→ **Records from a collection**
__________________________________________________

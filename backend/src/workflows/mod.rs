//! # Workflow Orchestrators
//!
//! All six workflows share one state machine ([`guard`]) and one service
//! ([`service::CaseService`]); what differs per workflow is the payload and
//! the template data derived from it ([`payload`]).

pub mod guard;
pub mod payload;
pub mod service;

pub use service::CaseService;
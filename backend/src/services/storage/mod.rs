//! Direct client access to object storage.
//!
//! - `POST /api/storage/upload-url`: issues a temp key and a signed PUT URL
//!   for one upload. Only PDF, JPEG and PNG files are accepted.
//! - `PUT /api/storage/objects/temp/{key}`: receives the upload.
//! - `GET /api/storage/objects/{area}/{key}`: serves an object.
//!
//! Object routes require the `expires` and `signature` query parameters
//! produced by [`UrlSigner`](crate::storage::signing::UrlSigner).

use actix_web::web::{get, post, put, scope};
use actix_web::Scope;

mod objects;
mod upload_url;

const API_PATH: &str = "/api/storage";

pub fn configure_routes() -> Scope {
    scope(API_PATH)
        .route("/upload-url", post().to(upload_url::process))
        .route("/objects/{area}/{key:.*}", get().to(objects::download))
        .route("/objects/{area}/{key:.*}", put().to(objects::upload))
}
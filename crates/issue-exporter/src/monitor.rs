//! Connectivity monitor for the tracker backend.
//!
//! A single background task probes the tracker on a fixed interval and
//! publishes the result through [`TrackerHealth`], which request handlers
//! read before touching the tracker.

use std::sync::Arc;
use std::sync::atomic::{AtomicBool, Ordering};
use std::time::Duration;

use chrono::{DateTime, Utc};
use parking_lot::RwLock;
use tokio::task::JoinHandle;
use tokio::time::MissedTickBehavior;
use tokio_util::sync::CancellationToken;
use tracing::{Instrument, debug, error, info, info_span, instrument};

use crate::tracker::TicketTracker;

/// Default time between two probes.
pub const DEFAULT_PROBE_INTERVAL: Duration = Duration::from_secs(60);

/// Shortest accepted time between two probes.
pub const MIN_PROBE_INTERVAL: Duration = Duration::from_secs(1);

#[derive(Debug)]
struct HealthInner {
    healthy: AtomicBool,
    last_checked: RwLock<Option<DateTime<Utc>>>,
}

/// Shared tracker health flag.
///
/// Written only by the monitor; cheap to clone and read from any task.
/// Starts out healthy so alerts arriving before the first probe are processed.
#[derive(Debug, Clone)]
pub struct TrackerHealth {
    inner: Arc<HealthInner>,
}

impl Default for TrackerHealth {
    fn default() -> Self {
        Self::new()
    }
}

impl TrackerHealth {
    /// Creates a flag in the healthy state with no probe recorded.
    #[must_use]
    pub fn new() -> Self {
        Self {
            inner: Arc::new(HealthInner {
                healthy: AtomicBool::new(true),
                last_checked: RwLock::new(None),
            }),
        }
    }

    /// Returns the result of the most recent probe.
    #[must_use]
    pub fn is_healthy(&self) -> bool {
        self.inner.healthy.load(Ordering::Acquire)
    }

    /// When the most recent probe finished.
    #[must_use]
    pub fn last_checked(&self) -> Option<DateTime<Utc>> {
        *self.inner.last_checked.read()
    }

    /// Records a probe result and returns the previous health value.
    pub fn record(&self, healthy: bool, at: DateTime<Utc>) -> bool {
        *self.inner.last_checked.write() = Some(at);
        self.inner.healthy.swap(healthy, Ordering::AcqRel)
    }
}

/// Periodically checks that the tracker is reachable.
#[derive(Debug)]
pub struct ConnectivityMonitor<T> {
    tracker: Arc<T>,
    health: TrackerHealth,
    interval: Duration,
}

impl<T: TicketTracker> ConnectivityMonitor<T> {
    /// Creates a monitor that writes into `health`.
    #[must_use]
    pub fn new(tracker: Arc<T>, health: TrackerHealth) -> Self {
        Self {
            tracker,
            health,
            interval: DEFAULT_PROBE_INTERVAL,
        }
    }

    /// Sets the probe interval, raised to at least [`MIN_PROBE_INTERVAL`].
    #[must_use]
    pub fn with_interval(mut self, interval: Duration) -> Self {
        self.interval = interval.max(MIN_PROBE_INTERVAL);
        self
    }

    /// The health flag this monitor writes.
    #[must_use]
    pub fn health(&self) -> &TrackerHealth {
        &self.health
    }

    /// The probe interval.
    #[must_use]
    pub const fn interval(&self) -> Duration {
        self.interval
    }

    /// Runs one reachability check and updates the health flag.
    ///
    /// Failures are logged, never returned; the next scheduled probe is the
    /// retry.
    #[instrument(name = "probe", skip_all)]
    pub async fn probe(&self) -> bool {
        debug!("checking connection to tracker");
        let result = self.tracker.head_check().await;
        let healthy = result.is_ok();
        let was_healthy = self.health.record(healthy, Utc::now());

        match result {
            Ok(()) if !was_healthy => info!("connection to tracker restored"),
            Ok(()) => debug!("connection to tracker is working"),
            Err(e) if e.is_transport() => error!(error = %e, "tracker is unreachable"),
            Err(e) => error!(error = %e, "tracker answered the health check with an error"),
        }

        healthy
    }

    /// Spawns the probe loop on the current runtime.
    ///
    /// The first probe runs immediately. The loop ends when `cancel` fires or
    /// [`MonitorHandle::stop`] is called.
    pub fn spawn(self, cancel: CancellationToken) -> MonitorHandle {
        let token = cancel.clone();
        let span = info_span!("connectivity_monitor", interval_secs = self.interval.as_secs());

        let task = tokio::spawn(
            async move {
                let mut ticker = tokio::time::interval(self.interval.max(MIN_PROBE_INTERVAL));
                ticker.set_missed_tick_behavior(MissedTickBehavior::Delay);

                loop {
                    tokio::select! {
                        () = token.cancelled() => break,
                        _ = ticker.tick() => {
                            self.probe().await;
                        }
                    }
                }

                debug!("connectivity monitor stopped");
            }
            .instrument(span),
        );

        MonitorHandle { cancel, task }
    }
}

/// Handle for the spawned monitor task.
#[derive(Debug)]
pub struct MonitorHandle {
    cancel: CancellationToken,
    task: JoinHandle<()>,
}

impl MonitorHandle {
    /// Asks the monitor loop to stop.
    pub fn stop(&self) {
        self.cancel.cancel();
    }

    /// Returns true once the task has exited.
    #[must_use]
    pub fn is_finished(&self) -> bool {
        self.task.is_finished()
    }

    /// Stops the loop and waits for the task to exit.
    pub async fn shutdown(self) {
        self.cancel.cancel();
        if let Err(e) = self.task.await {
            error!(error = %e, "connectivity monitor task failed");
        }
    }
}
//! Alert-to-ticket reconciliation for issue trackers.
//!
//! This crate turns Alertmanager-style firing alerts into deduplicated,
//! throttled tickets:
//!
//! - **Reconciler**: finds or creates the ticket for an alert and appends
//!   rate-limited "still firing" notes up to a cap
//! - **Connectivity monitor**: probes the tracker periodically and gates the
//!   reconciler on the result
//! - **Tracker seam**: [`TicketTracker`], implemented for GitLab and in memory
//!
//! # Example
//!
//! ```rust,no_run
//! use std::sync::Arc;
//! use issue_exporter::{Alert, FakeTracker, Reconciler, ReconcilerConfig, TrackerHealth};
//!
//! # async fn example() {
//! let tracker = Arc::new(FakeTracker::default());
//! let reconciler = Reconciler::new(tracker, TrackerHealth::new(), ReconcilerConfig::default());
//!
//! let outcome = reconciler.reconcile(&Alert::firing("Disk full", "/var at 99%")).await;
//! println!("{}", outcome.as_str());
//! # }
//! ```

#![forbid(unsafe_code)]
#![warn(missing_docs)]

pub mod dedup;
pub mod error;
pub mod fake;
pub mod gitlab;
pub mod locks;
pub mod monitor;
pub mod payload;
pub mod reconciler;
pub mod throttle;
pub mod tracker;
pub mod types;

pub use dedup::DedupStrategy;
pub use error::{PayloadError, Result, TrackerError};
pub use fake::FakeTracker;
pub use gitlab::{GitLabConfig, GitLabTracker};
pub use monitor::{ConnectivityMonitor, MonitorHandle, TrackerHealth};
pub use payload::parse_alert;
pub use reconciler::{ReconcileOutcome, ReconcileStage, Reconciler, ReconcilerConfig};
pub use throttle::{NoteDecision, NotePolicy};
pub use tracker::TicketTracker;
pub use types::{Alert, AlertStatus, Note, Ticket, TicketState};
//! Throttling policy for follow-up notes on an existing ticket.
//!
//! The exporter counts only the notes written by its own identity. Below the
//! cap it adds a "still firing" note once per grace period; at the cap it adds
//! one final note; past the cap it stays silent.

use std::time::Duration;

use chrono::{DateTime, Utc};

use crate::types::Ticket;

/// Default number of "still firing" notes before the final note.
pub const DEFAULT_MAX_NOTES: usize = 10;

/// Default minimum time between two notes on the same ticket.
///
/// Deployments have used both 1 and 600 seconds; 600 is the shipped default
/// and is overridable through configuration.
pub const DEFAULT_GRACE_PERIOD: Duration = Duration::from_secs(600);

/// Text identifying the final note, used to avoid writing it twice.
pub const FINAL_NOTE_MARKER: &str = "Maximum number of notes reached for issue";

/// What to do with an already-open ticket.
#[derive(Debug, Clone, Copy, PartialEq, Eq)]
pub enum NoteDecision {
    /// Append a "still firing" note.
    Append,
    /// Append the final "maximum reached" note.
    AppendFinal,
    /// The grace period has not elapsed yet.
    Suppress {
        /// Time since the last authored note.
        elapsed: Duration,
        /// Time left until the grace period ends.
        remaining: Duration,
    },
    /// The final note was already written; nothing more to add.
    Exhausted,
}

/// Summary of the notes a given identity wrote on a ticket.
#[derive(Debug, Clone, Copy, Default, PartialEq, Eq)]
pub struct AuthoredNotes {
    /// Number of notes by the identity.
    pub count: usize,
    /// Creation time of the most recent one.
    pub latest: Option<DateTime<Utc>>,
    /// Whether one of them is the final note.
    pub has_final: bool,
}

impl AuthoredNotes {
    /// Collects the notes `username` wrote on `ticket`.
    #[must_use]
    pub fn collect(ticket: &Ticket, username: &str) -> Self {
        ticket.notes_by(username).fold(Self::default(), |acc, note| Self {
            count: acc.count + 1,
            latest: Some(acc.latest.map_or(note.created_at, |l| l.max(note.created_at))),
            has_final: acc.has_final || note.body.contains(FINAL_NOTE_MARKER),
        })
    }
}

/// Note cap and grace period.
#[derive(Debug, Clone, Copy, PartialEq, Eq)]
pub struct NotePolicy {
    /// Authored-note count at which the final note is written.
    pub max_notes: usize,
    /// Minimum time between two "still firing" notes.
    pub grace_period: Duration,
}

impl Default for NotePolicy {
    fn default() -> Self {
        Self {
            max_notes: DEFAULT_MAX_NOTES,
            grace_period: DEFAULT_GRACE_PERIOD,
        }
    }
}

impl NotePolicy {
    /// Creates a policy.
    #[must_use]
    pub const fn new(max_notes: usize, grace_period: Duration) -> Self {
        Self {
            max_notes,
            grace_period,
        }
    }

    /// Decides what to do given the authored notes on a ticket.
    ///
    /// The grace period applies only to "still firing" notes. A note dated in
    /// the future counts as zero seconds old.
    #[must_use]
    pub fn decide(&self, notes: &AuthoredNotes, now: DateTime<Utc>) -> NoteDecision {
        if notes.has_final || notes.count > self.max_notes {
            return NoteDecision::Exhausted;
        }
        if notes.count == self.max_notes {
            return NoteDecision::AppendFinal;
        }

        if let Some(latest) = notes.latest {
            let elapsed = (now - latest).to_std().unwrap_or(Duration::ZERO);
            if elapsed < self.grace_period {
                return NoteDecision::Suppress {
                    elapsed,
                    remaining: self.grace_period - elapsed,
                };
            }
        }

        NoteDecision::Append
    }
}

/// Body of a "still firing" note.
#[must_use]
pub fn still_firing_body(now: DateTime<Utc>) -> String {
    format!("`{}`: Issue not yet resolved", format_timestamp(now))
}

/// Body of the final note.
#[must_use]
pub fn final_note_body(now: DateTime<Utc>) -> String {
    format!(
        "`{}`: {FINAL_NOTE_MARKER}. Issue will no longer be updated",
        format_timestamp(now)
    )
}

fn format_timestamp(now: DateTime<Utc>) -> String {
    now.format("%Y-%m-%d %H:%M:%S%.6f").to_string()
}
//! In-memory [`TicketTracker`] for tests and local runs.

use std::sync::atomic::{AtomicBool, AtomicUsize, Ordering};
use std::time::Duration;

use chrono::{DateTime, TimeDelta, Utc};
use parking_lot::RwLock;

use crate::error::{Result, TrackerError};
use crate::tracker::TicketTracker;
use crate::types::{Note, Ticket, TicketState};

/// Per-operation call counters.
#[derive(Debug, Default)]
struct Calls {
    search: AtomicUsize,
    get: AtomicUsize,
    create_ticket: AtomicUsize,
    create_note: AtomicUsize,
    head: AtomicUsize,
}

/// A tracker that keeps tickets in memory.
///
/// Search is a case-insensitive substring match on the title, oldest first.
/// Tickets get strictly increasing creation times so ordering is stable.
#[derive(Debug)]
pub struct FakeTracker {
    username: String,
    tickets: RwLock<Vec<Ticket>>,
    calls: Calls,
    latency: Duration,
    reachable: AtomicBool,
    fail_writes: AtomicBool,
}

impl Default for FakeTracker {
    fn default() -> Self {
        Self::new("gitlab-issue-exporter")
    }
}

impl FakeTracker {
    /// Creates an empty tracker whose notes are authored by `username`.
    #[must_use]
    pub fn new(username: impl Into<String>) -> Self {
        Self {
            username: username.into(),
            tickets: RwLock::new(Vec::new()),
            calls: Calls::default(),
            latency: Duration::ZERO,
            reachable: AtomicBool::new(true),
            fail_writes: AtomicBool::new(false),
        }
    }

    /// Delays every operation, to widen race windows in concurrency tests.
    #[must_use]
    pub const fn with_latency(mut self, latency: Duration) -> Self {
        self.latency = latency;
        self
    }

    /// Makes `head_check` succeed or fail.
    pub fn set_reachable(&self, reachable: bool) {
        self.reachable.store(reachable, Ordering::SeqCst);
    }

    /// Makes ticket and note creation fail with a 500.
    pub fn set_fail_writes(&self, fail: bool) {
        self.fail_writes.store(fail, Ordering::SeqCst);
    }

    /// Inserts a ticket directly, bypassing call counters. Returns its id.
    pub fn insert_ticket(&self, title: impl Into<String>, state: TicketState) -> u64 {
        let mut tickets = self.tickets.write();
        let ticket = Self::new_ticket(&tickets, title.into(), String::new(), state);
        let id = ticket.id;
        tickets.push(ticket);
        id
    }

    /// Inserts a note directly, bypassing call counters.
    ///
    /// Does nothing if the ticket does not exist.
    pub fn insert_note(
        &self,
        ticket_id: u64,
        author: impl Into<String>,
        created_at: DateTime<Utc>,
        body: impl Into<String>,
    ) {
        if let Some(ticket) = self.tickets.write().iter_mut().find(|t| t.id == ticket_id) {
            ticket.notes.push(Note {
                author: author.into(),
                created_at,
                body: body.into(),
            });
        }
    }

    /// Changes the state of a ticket.
    pub fn set_state(&self, ticket_id: u64, state: TicketState) {
        if let Some(ticket) = self.tickets.write().iter_mut().find(|t| t.id == ticket_id) {
            ticket.state = state;
        }
    }

    /// Snapshot of all tickets.
    #[must_use]
    pub fn tickets(&self) -> Vec<Ticket> {
        self.tickets.read().clone()
    }

    /// Snapshot of one ticket.
    #[must_use]
    pub fn ticket(&self, id: u64) -> Option<Ticket> {
        self.tickets.read().iter().find(|t| t.id == id).cloned()
    }

    /// Number of tickets whose title equals `title`.
    #[must_use]
    pub fn count_titled(&self, title: &str) -> usize {
        self.tickets.read().iter().filter(|t| t.title == title).count()
    }

    /// Total number of calls made through the [`TicketTracker`] interface,
    /// excluding `head_check`.
    #[must_use]
    pub fn api_calls(&self) -> usize {
        self.search_calls() + self.get_calls() + self.create_ticket_calls() + self.create_note_calls()
    }

    /// Number of `search_open_tickets` calls.
    #[must_use]
    pub fn search_calls(&self) -> usize {
        self.calls.search.load(Ordering::SeqCst)
    }

    /// Number of `get_ticket` calls.
    #[must_use]
    pub fn get_calls(&self) -> usize {
        self.calls.get.load(Ordering::SeqCst)
    }

    /// Number of `create_ticket` calls.
    #[must_use]
    pub fn create_ticket_calls(&self) -> usize {
        self.calls.create_ticket.load(Ordering::SeqCst)
    }

    /// Number of `create_note` calls.
    #[must_use]
    pub fn create_note_calls(&self) -> usize {
        self.calls.create_note.load(Ordering::SeqCst)
    }

    /// Number of `head_check` calls.
    #[must_use]
    pub fn head_calls(&self) -> usize {
        self.calls.head.load(Ordering::SeqCst)
    }

    fn new_ticket(
        existing: &[Ticket],
        title: String,
        description: String,
        state: TicketState,
    ) -> Ticket {
        let id = existing.iter().map(|t| t.id).max().unwrap_or(0) + 1;
        let now = Utc::now();
        let created_at = existing
            .iter()
            .map(|t| t.created_at + TimeDelta::microseconds(1))
            .max()
            .map_or(now, |next| next.max(now));
        Ticket {
            id,
            title,
            description,
            state,
            created_at,
            web_url: Some(format!("https://tracker.invalid/issues/{id}")),
            notes: Vec::new(),
        }
    }

    async fn delay(&self) {
        if !self.latency.is_zero() {
            tokio::time::sleep(self.latency).await;
        }
    }

    fn check_writable(&self) -> Result<()> {
        if self.fail_writes.load(Ordering::SeqCst) {
            return Err(TrackerError::Rejected {
                status: 500,
                message: "write failure injected".to_string(),
            });
        }
        Ok(())
    }
}

impl TicketTracker for FakeTracker {
    async fn search_open_tickets(&self, query: &str) -> Result<Vec<Ticket>> {
        self.calls.search.fetch_add(1, Ordering::SeqCst);
        self.delay().await;

        let needle = query.to_lowercase();
        let mut found: Vec<Ticket> = self
            .tickets
            .read()
            .iter()
            .filter(|t| t.title.to_lowercase().contains(&needle))
            .map(|t| Ticket {
                notes: Vec::new(),
                ..t.clone()
            })
            .collect();
        found.sort_by_key(|t| (t.created_at, t.id));
        Ok(found)
    }

    async fn get_ticket(&self, id: u64) -> Result<Ticket> {
        self.calls.get.fetch_add(1, Ordering::SeqCst);
        self.delay().await;

        self.ticket(id).ok_or(TrackerError::NotFound { id })
    }

    async fn create_ticket(&self, title: &str, description: &str) -> Result<Ticket> {
        self.calls.create_ticket.fetch_add(1, Ordering::SeqCst);
        self.delay().await;
        self.check_writable()?;

        let mut tickets = self.tickets.write();
        let ticket = Self::new_ticket(
            &tickets,
            title.to_string(),
            description.to_string(),
            TicketState::Opened,
        );
        tickets.push(ticket.clone());
        Ok(ticket)
    }

    async fn create_note(&self, ticket_id: u64, body: &str) -> Result<Note> {
        self.calls.create_note.fetch_add(1, Ordering::SeqCst);
        self.delay().await;
        self.check_writable()?;

        let mut tickets = self.tickets.write();
        let ticket = tickets
            .iter_mut()
            .find(|t| t.id == ticket_id)
            .ok_or(TrackerError::NotFound { id: ticket_id })?;
        let note = Note {
            author: self.username.clone(),
            created_at: Utc::now(),
            body: body.to_string(),
        };
        ticket.notes.push(note.clone());
        Ok(note)
    }

    async fn head_check(&self) -> Result<()> {
        self.calls.head.fetch_add(1, Ordering::SeqCst);
        if self.reachable.load(Ordering::SeqCst) {
            Ok(())
        } else {
            Err(TrackerError::Unreachable {
                reason: "tracker marked unreachable".to_string(),
            })
        }
    }
}
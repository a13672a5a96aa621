//! # issue-exporter-server
//!
//! HTTP front end for the issue exporter: receives Alertmanager webhook
//! deliveries and hands firing alerts to the reconciler, while a background
//! monitor keeps track of whether the tracker is reachable.
//!
//! ## Example
//!
//! ```rust,no_run
//! use issue_exporter::{GitLabConfig, GitLabTracker};
//! use issue_exporter_server::{ExporterServer, ServerConfig};
//!
//! #[tokio::main]
//! async fn main() -> Result<(), Box<dyn std::error::Error>> {
//!     let config = ServerConfig::default()
//!         .with_gitlab(GitLabConfig::new("https://gitlab.com", "38561817").with_token("glpat-..."));
//!     let tracker = GitLabTracker::new(&config.gitlab)?;
//!     let addr = config.bind_addr;
//!
//!     ExporterServer::new(config, tracker).serve(addr).await?;
//!     Ok(())
//! }
//! ```
//!
//! ## Endpoints
//!
//! | Endpoint | Method | Description |
//! |----------|--------|-------------|
//! | `/` | POST | Alertmanager webhook |
//! | `/health` | GET | Liveness and tracker reachability |

#![forbid(unsafe_code)]
#![warn(missing_docs)]

pub mod config;
pub mod error;
pub mod handlers;
pub mod routes;
pub mod server;
pub mod state;

pub use config::{Cli, LogFormat, ServerConfig};
pub use error::{ServerError, ServerResult};
pub use server::ExporterServer;
pub use state::AppState;
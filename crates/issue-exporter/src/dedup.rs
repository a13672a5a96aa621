//! Dedup keys: the value used both as ticket title and as search query.

use serde::{Deserialize, Serialize};
use tracing::warn;

use crate::types::Alert;

/// Separator placed between label values in a label-based key.
pub const LABEL_KEY_SEPARATOR: &str = " / ";

/// How the dedup key of an alert is derived.
#[derive(Debug, Clone, Default, PartialEq, Eq, Serialize, Deserialize)]
#[serde(rename_all = "snake_case", tag = "kind", content = "labels")]
pub enum DedupStrategy {
    /// Use the alert title.
    #[default]
    Title,
    /// Join the values of these labels, in this order.
    Labels(Vec<String>),
}

impl DedupStrategy {
    /// Builds a strategy from a list of label names; an empty list means [`Self::Title`].
    #[must_use]
    pub fn from_labels<I, S>(labels: I) -> Self
    where
        I: IntoIterator<Item = S>,
        S: Into<String>,
    {
        let labels: Vec<String> = labels
            .into_iter()
            .map(Into::into)
            .map(|l| l.trim().to_string())
            .filter(|l| !l.is_empty())
            .collect();
        if labels.is_empty() {
            Self::Title
        } else {
            Self::Labels(labels)
        }
    }

    /// Computes the dedup key for `alert`.
    ///
    /// A label strategy falls back to the title when any configured label is
    /// missing or empty.
    #[must_use]
    pub fn key_for(&self, alert: &Alert) -> String {
        match self {
            Self::Title => alert.title.clone(),
            Self::Labels(names) => {
                let values: Option<Vec<&str>> = names
                    .iter()
                    .map(|name| {
                        alert
                            .labels
                            .get(name)
                            .map(String::as_str)
                            .filter(|v| !v.is_empty())
                    })
                    .collect();

                match values {
                    Some(values) => values.join(LABEL_KEY_SEPARATOR),
                    None => {
                        warn!(
                            labels = ?names,
                            title = %alert.title,
                            "alert lacks dedup labels, falling back to title"
                        );
                        alert.title.clone()
                    }
                }
            }
        }
    }
}
//! Error types for the webhook server.

use std::net::SocketAddr;
use std::path::PathBuf;

use axum::http::StatusCode;
use axum::response::{IntoResponse, Response};
use issue_exporter::TrackerError;
use serde::Serialize;
use thiserror::Error;

/// Result type alias for server operations.
pub type ServerResult<T> = Result<T, ServerError>;

/// Errors that can occur in the webhook server.
#[derive(Debug, Error)]
pub enum ServerError {
    /// Failed to bind to the specified address.
    #[error("failed to bind to {0}: {1}")]
    BindFailed(SocketAddr, std::io::Error),

    /// The request body was not valid JSON.
    #[error("invalid payload: {0}")]
    InvalidPayload(String),

    /// Invalid startup configuration.
    #[error("invalid configuration: {0}")]
    Config(String),

    /// A secret file exists but could not be read.
    #[error("failed to read secret {}: {}", .0.display(), .1)]
    Secret(PathBuf, std::io::Error),

    /// The tracker client could not be built.
    #[error(transparent)]
    Tracker(#[from] TrackerError),

    /// Internal server error.
    #[error("internal error: {0}")]
    Internal(String),
}

/// JSON error response body.
#[derive(Debug, Serialize)]
struct ErrorResponse {
    error: String,
    message: String,
}

impl IntoResponse for ServerError {
    fn into_response(self) -> Response {
        let (status, error_type) = match &self {
            Self::InvalidPayload(_) => (StatusCode::BAD_REQUEST, "invalid_payload"),
            Self::BindFailed(_, _)
            | Self::Config(_)
            | Self::Secret(_, _)
            | Self::Tracker(_)
            | Self::Internal(_) => (StatusCode::INTERNAL_SERVER_ERROR, "internal_error"),
        };

        let body = ErrorResponse {
            error: error_type.to_string(),
            message: self.to_string(),
        };

        let json = serde_json::to_string(&body).unwrap_or_else(|_| {
            r#"{"error":"internal_error","message":"failed to serialize error"}"#.to_string()
        });

        (status, [("content-type", "application/json")], json).into_response()
    }
}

__________________________________________________

→ **Problem details**
Copy out each line of the data that has the word "bypassing" in it.

→ **Answer to this problem**
    /// Inserts a ticket directly, bypassing call counters. Returns its id.
    /// Inserts a note directly, bypassing call counters.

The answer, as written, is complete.